This:
Code:
while (!infile.fail() && !infile.eof())
{
infile>>number;
... is wrong. You need to test the read operation for success and continue if things are OK. You should avoid using end-of-file tests to control your loops wherever possible. In your case, reading the last number from the file puts you at the end of the file but does not trigger the setting of the end-of-file flag. This means that at the top of your loop when you go back to test if you're at the end of the file (!infile.eof()), the test returns false - which gets turned into true due to the negation (!) - even though you are physically at the end of the file. You therefore attempt to read one more time (infile>>number) which then fails, it is only then that the end-of-file flag gets set. But, it's already too later since you're already inside the loop acting as if everything went fine. Since the read operation failed, number remains unchanged still holding whatever value it had during the last successful read operation and this messes up your counts since because you are then processing that last result twice.
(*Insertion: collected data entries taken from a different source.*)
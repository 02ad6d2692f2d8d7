//! Core services for categorization, trash, transfers and storage analysis

pub mod analyzer;
pub mod catalog;
pub mod category;
pub mod format;
pub mod fsops;
pub mod size;
pub mod space;
pub mod transfer;
pub mod trash;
Like I said, you need to test the result of the read operation and only continue if that read is successful. You do that by replacing what you wrote above with this:
Code:
while(infile >> number)
{
If the read operation fails, the stream (infile) will go into an error state after which no more reads can be made from it. The extraction operation on that stream returns the stream object itself (infile >> number actually returns the stream infile). In the context of the above modified while loop, the returned stream can then be tested directly as either true or false.
This:
Code:
if (number%2==0)
{
counter=0;
counter++;
sum_even=sum_even+counter;
}
if (number%2!=0)
{
counter=0;
counter++;
sum_odd=sum_odd+counter;
}
Can be written better as:
Code:
if (number%2==0)
{
++sum_even;
}
if (number%2!=0)
{
++sum_odd;
}
And actually since a number is either even or odd, if it's one it is certainly not the other so we really only need to make one single test to decide which one it is:
Code:
if(number%2)
++sum_odd;
else
++sum_even;
We can shorten this further using a single line statement involving what's known as the ternary operator (?:) as such:
Code:
(number%2) ? ++sum_odd : ++sum_even;
...where ++sum_odd only gets executed if number%2 is true (number is odd) and ++sum_even only gets executed if number%2 is false (number is even).